Mather's hawkeye for detail is very evident - there isn't even a glazing bar at the right angles of the windows. Etched glass slats angled like louvres on the terrace capture the garden view and the light, while screening out the less appealing bits of neighbouring houses. A low glass wall doubles as a wind shield on the roof terrace.

But clients, as Frank Lloyd Wright once memorably informed us, have to have somewhere "to eat, seat and sleep, confound them". So now the owners have called in an interior decorator, Chester Jones, ex Colefax & Fowler, to furnish the living space with his wife Sandy's rugs and a wooden bench and bookshelves. "There's lots of drama in this house," says the client. "And I was frozen, paralysed when I first moved in. My husband's a minimalist so he prefers not to hang anything on the wall but I wanted to warm it up a little. Just the open-plan living and dining area."

But at roughly the same time as Mather was receiving his prize, a brilliant, white shell house designed by Ron Arad to be built on a site also in Hampstead was vetoed by Haringey Council. Both sites are leafy streets full of period- piece houses within walking distance of Hampstead Heath. But the residents confronting Arad's showmanship in their back yard were all up in arms at the idea of the new kid on the block, while Mather's are a friendly lot who all pitched up at the housewarming last Sunday. Both plots of land already had existing houses which had to be demolished to make way for the newcomers. Arad had to take out an undistinguished vaguely Arts and Crafts house, Mather a Fifties garage with two flats for housekeeper and chauffeur who worked at an adjacent Georgian house with Luytens additions. Planning permission had previously been given to a property speculator for a pair of neo-Georgian semis. But there the comparison stops. Arad had to win over Haringey, Mather had Camden Council.

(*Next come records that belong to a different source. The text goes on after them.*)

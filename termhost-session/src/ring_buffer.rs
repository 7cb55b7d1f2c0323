use std::collections::VecDeque;

/// Default ring-buffer capacity for a session's raw output history.
pub const DEFAULT_RING_CAPACITY: usize = 65536;

/// Fixed-capacity byte ring buffer backing a session's `GetBufferedOutput`.
///
/// Pushing more bytes than `capacity` evicts the oldest bytes first. The
/// session's read loop is its only writer, so no internal locking is needed
/// here; callers serialize access themselves (behind the session's screen
/// lock).
pub struct RingBuffer {
    buf: VecDeque<u8>,
    capacity: usize,
}

impl RingBuffer {
    /// # Panics
    /// Panics if `capacity == 0`.
    #[must_use]
    pub fn new(capacity: usize) -> RingBuffer {
        assert!(capacity > 0, "ring buffer capacity must be > 0");
        RingBuffer { buf: VecDeque::with_capacity(capacity.min(65_536)), capacity }
    }

    /// Appends `data`, evicting the oldest bytes as needed. If `data` alone
    /// exceeds capacity, only its last `capacity` bytes are kept.
    pub fn write(&mut self, data: &[u8]) {
        if data.is_empty() {
            return;
        }

        if data.len() >= self.capacity {
            self.buf.clear();
            let start = data.len() - self.capacity;
            self.buf.extend(&data[start..]);
            return;
        }

        let needed = self.buf.len() + data.len();
        if needed > self.capacity {
            self.buf.drain(..needed - self.capacity);
        }
        self.buf.extend(data);
    }

    #[must_use]
    pub fn length(&self) -> usize {
        self.buf.len()
    }

    #[must_use]
    pub fn is_empty(&self) -> bool {
        self.buf.is_empty()
    }

    pub fn clear(&mut self) {
        self.buf.clear();
    }

    #[must_use]
    pub fn capacity(&self) -> usize {
        self.capacity
    }

    /// Snapshot copy of the buffered bytes in logical (oldest-first) order.
    #[must_use]
    pub fn to_array(&self) -> Vec<u8> {
        let (a, b) = self.buf.as_slices();
        let mut out = Vec::with_capacity(a.len() + b.len());
        out.extend_from_slice(a);
        out.extend_from_slice(b);
        out
    }
}

#[cfg(test)]
mod tests {
    use super::*;

    #[test]
    fn new_buffer_is_empty() {
        let rb = RingBuffer::new(16);
        assert!(rb.is_empty());
        assert_eq!(rb.length(), 0);
        assert!(rb.to_array().is_empty());
    }

    #[test]
    #[should_panic(expected = "capacity must be > 0")]
    fn zero_capacity_panics() {
        let _ = RingBuffer::new(0);
    }

    #[test]
    fn retains_tail_when_total_exceeds_capacity() {
        let mut rb = RingBuffer::new(4);
        rb.write(b"ab");
        rb.write(b"cdef");
        assert_eq!(rb.to_array(), b"cdef");
    }

    #[test]
    fn single_write_larger_than_capacity_keeps_only_the_tail() {
        let mut rb = RingBuffer::new(3);
        rb.write(b"abcdefgh");
        assert_eq!(rb.to_array(), b"fgh");
    }

    #[test]
    fn clear_empties_without_changing_capacity() {
        let mut rb = RingBuffer::new(8);
        rb.write(b"hello");
        rb.clear();
        assert!(rb.is_empty());
        assert_eq!(rb.capacity(), 8);
    }
}
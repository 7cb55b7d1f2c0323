use bitflags::bitflags;

use crate::color::Color;

bitflags! {
    /// Per-cell rendering attributes.
    #[derive(Clone, Copy, PartialEq, Eq, Debug, Default)]
    pub struct Flags: u16 {
        const BOLD          = 0b0000_0001;
        const DIM           = 0b0000_0010;
        const ITALIC        = 0b0000_0100;
        const UNDERLINE     = 0b0000_1000;
        const BLINK         = 0b0001_0000;
        const INVERSE       = 0b0010_0000;
        const HIDDEN        = 0b0100_0000;
        const STRIKETHROUGH = 0b1000_0000;
    }
}

/// The fg/bg/attribute triple applied to newly written cells.
#[derive(Clone, Copy, PartialEq, Eq, Debug)]
pub struct Pen {
    pub fg: Color,
    pub bg: Color,
    pub flags: Flags,
}

impl Default for Pen {
    fn default() -> Self {
        Pen {
            fg: Color::default(),
            bg: Color::default(),
            flags: Flags::empty(),
        }
    }
}

/// A single grid element.
///
/// A NUL codepoint marks the cell empty. Every `Cell` is always a valid
/// value — there is no uninitialized state — but an empty cell still
/// compares equal to a space-with-default-pen cell for rendering purposes
/// via [`Cell::is_blank`].
#[derive(Clone, Copy, PartialEq, Eq, Debug)]
pub struct Cell {
    pub c: char,
    pub fg: Color,
    pub bg: Color,
    pub flags: Flags,
}

impl Cell {
    #[must_use]
    pub fn blank() -> Cell {
        Cell {
            c: '\0',
            fg: Color::default(),
            bg: Color::default(),
            flags: Flags::empty(),
        }
    }

    #[must_use]
    pub fn with_pen(pen: Pen) -> Cell {
        Cell {
            c: '\0',
            fg: pen.fg,
            bg: pen.bg,
            flags: pen.flags,
        }
    }

    /// True if this cell has no visible content and the default pen: an
    /// empty cell and a space-with-defaults cell are both "blank" for
    /// rendering, even though their stored codepoint differs.
    #[must_use]
    pub fn is_blank(&self) -> bool {
        (self.c == '\0' || self.c == ' ')
            && self.fg.is_default()
            && self.bg.is_default()
            && self.flags.is_empty()
    }
}

impl Default for Cell {
    fn default() -> Self {
        Cell::blank()
    }
}
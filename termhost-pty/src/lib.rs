//! The PTY capability consumed by the session host.
//!
//! The host treats pseudo-terminal creation as an external collaborator: it
//! only needs something it can spawn, read, write, resize, and wait on. This
//! crate is that thin boundary, with a single concrete backend ([`local`])
//! built on `portable-pty` so the workspace has something runnable end to
//! end.

mod errors;
mod local;
mod size;

pub use errors::PtyError;
pub use local::{local, LocalPtyBuilder, LocalPtyHandle, LocalPtyReader};
pub use size::PtySize;

/// The read half of a spawned PTY.
///
/// Owned exclusively by one session's read loop: `read` blocks the calling
/// (blocking-pool) thread until the child writes or exits, so nothing else
/// may share this handle.
pub trait PtyReader: Send {
    fn read(&mut self, buf: &mut [u8]) -> Result<usize, PtyError>;
}

/// The write/resize/lifecycle half of a spawned PTY.
///
/// Safe to share behind a lock across tasks: writes, resizes and kills are
/// all quick, non-blocking-in-practice operations distinct from the
/// potentially long-blocking read side.
pub trait PtyHandle: Send {
    /// Write bytes to the child process's stdin.
    fn write(&mut self, input: &[u8]) -> Result<usize, PtyError>;

    /// Resize the pseudo-terminal's window.
    fn resize(&mut self, size: PtySize) -> Result<(), PtyError>;

    /// Ask the child process to terminate. `force` selects a stronger signal
    /// where the platform distinguishes one.
    fn kill(&mut self, force: bool) -> Result<(), PtyError>;

    /// Poll for an exit status without blocking.
    fn try_wait(&mut self) -> Result<Option<i32>, PtyError>;

    /// Block until the child process exits, returning its exit code.
    fn wait(&mut self) -> Result<i32, PtyError>;
}
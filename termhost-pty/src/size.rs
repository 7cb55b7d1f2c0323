/// The size of the visible display area in the pty.
#[derive(Debug, Clone, Copy, PartialEq, Eq)]
pub struct PtySize {
    /// The number of lines of text.
    pub rows: u16,
    /// The number of columns of text.
    pub cols: u16,
    /// The width of a cell in pixels.
    pub cell_width: u16,
    /// The height of a cell in pixels.
    pub cell_height: u16,
}

impl Default for PtySize {
    fn default() -> Self {
        PtySize {
            rows: 30,
            cols: 80,
            cell_width: 0,
            cell_height: 0,
        }
    }
}

impl From<PtySize> for portable_pty::PtySize {
    fn from(value: PtySize) -> portable_pty::PtySize {
        portable_pty::PtySize {
            rows: value.rows,
            cols: value.cols,
            pixel_width: value.cols * value.cell_width,
            pixel_height: value.rows * value.cell_height,
        }
    }
}

#[cfg(test)]
mod tests {
    use super::*;

    #[test]
    fn converts_to_portable_pty_size_without_loss() {
        let size = PtySize {
            rows: 42,
            cols: 120,
            cell_width: 8,
            cell_height: 16,
        };

        let converted: portable_pty::PtySize = size.into();

        assert_eq!(converted.rows, 42);
        assert_eq!(converted.cols, 120);
        assert_eq!(converted.pixel_width, 960);
        assert_eq!(converted.pixel_height, 672);
    }
}
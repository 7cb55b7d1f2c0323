use std::path::PathBuf;
use std::sync::atomic::{AtomicU64, Ordering};
use std::sync::Arc;

use tokio::net::{TcpListener, UnixListener};

use termhost_session::SessionRegistry;

use crate::client;
use crate::options::HostOptions;
use crate::reaper;

/// The running host: a session registry plus whatever transports are
/// currently accepting connections (§4.6 Start).
pub struct Host {
    options: Arc<HostOptions>,
    registry: Arc<SessionRegistry>,
}

impl Host {
    #[must_use]
    pub fn new(options: HostOptions) -> Host {
        let registry = Arc::new(SessionRegistry::new(options.max_sessions));
        Host { options: Arc::new(options), registry }
    }

    #[must_use]
    pub fn registry(&self) -> &Arc<SessionRegistry> {
        &self.registry
    }

    /// Binds every configured listener, starts the idle reaper, and accepts
    /// clients until the process receives a shutdown signal.
    pub async fn run(self) -> anyhow::Result<()> {
        let tcp = TcpListener::bind(("0.0.0.0", self.options.tcp_port)).await?;
        log::info!("listening on tcp://0.0.0.0:{}", self.options.tcp_port);

        let socket_path = self.options.socket_path();
        let unix = bind_unix_socket(&socket_path)?;
        log::info!("listening on unix socket {}", socket_path.display());

        let reaper_handle = tokio::spawn(reaper::run(Arc::clone(&self.registry), self.options.reap_interval()));

        let registry = Arc::clone(&self.registry);
        let options = Arc::clone(&self.options);
        let tcp_accept = tokio::spawn(accept_tcp(tcp, Arc::clone(&registry), Arc::clone(&options)));
        let unix_accept = tokio::spawn(accept_unix(unix, registry, options, socket_path.clone()));

        tokio::select! {
            _ = tokio::signal::ctrl_c() => {
                log::info!("shutdown signal received");
            }
            result = tcp_accept => {
                if let Err(err) = result {
                    log::error!("tcp accept loop ended unexpectedly: {err}");
                }
            }
            result = unix_accept => {
                if let Err(err) = result {
                    log::error!("unix accept loop ended unexpectedly: {err}");
                }
            }
        }

        reaper_handle.abort();
        let _ = std::fs::remove_file(&socket_path);
        Ok(())
    }
}

fn bind_unix_socket(path: &PathBuf) -> std::io::Result<UnixListener> {
    if path.exists() {
        std::fs::remove_file(path)?;
    }
    if let Some(parent) = path.parent() {
        std::fs::create_dir_all(parent)?;
    }
    UnixListener::bind(path)
}

async fn accept_tcp(listener: TcpListener, registry: Arc<SessionRegistry>, options: Arc<HostOptions>) {
    loop {
        match listener.accept().await {
            Ok((stream, addr)) => {
                let client_id = format!("tcp:{addr}");
                log::info!("[{client_id}] connected");
                let _ = stream.set_nodelay(true);
                let registry = Arc::clone(&registry);
                let options = Arc::clone(&options);
                tokio::spawn(client::handle_client(Box::new(stream), registry, options, client_id));
            }
            Err(err) => {
                log::error!("tcp accept error: {err}");
                tokio::time::sleep(std::time::Duration::from_millis(100)).await;
            }
        }
    }
}

async fn accept_unix(
    listener: UnixListener,
    registry: Arc<SessionRegistry>,
    options: Arc<HostOptions>,
    socket_path: PathBuf,
) {
    loop {
        match listener.accept().await {
            Ok((stream, _addr)) => {
                let client_id = format!("unix:{}", next_unix_client_id());
                log::info!("[{client_id}] connected");
                let registry = Arc::clone(&registry);
                let options = Arc::clone(&options);
                tokio::spawn(client::handle_client(Box::new(stream), registry, options, client_id));
            }
            Err(err) => {
                if !socket_path.exists() {
                    log::info!("unix socket removed, stopping accept loop");
                    break;
                }
                log::error!("unix accept error: {err}");
                tokio::time::sleep(std::time::Duration::from_millis(100)).await;
            }
        }
    }
}

fn next_unix_client_id() -> u64 {
    static COUNTER: AtomicU64 = AtomicU64::new(0);
    COUNTER.fetch_add(1, Ordering::Relaxed)
}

It's enough to make the would-be residents of Arad's shell house want to sell their plot of land. But they are appealing to Haringey Council. Having read the planning officers' reports, Arad says the documentation which they presented to the planning committee was riddled with factual inaccuracies and created "an extremely misleading view both of our proposed new house and of the worth of the existing building". He is angered by the events.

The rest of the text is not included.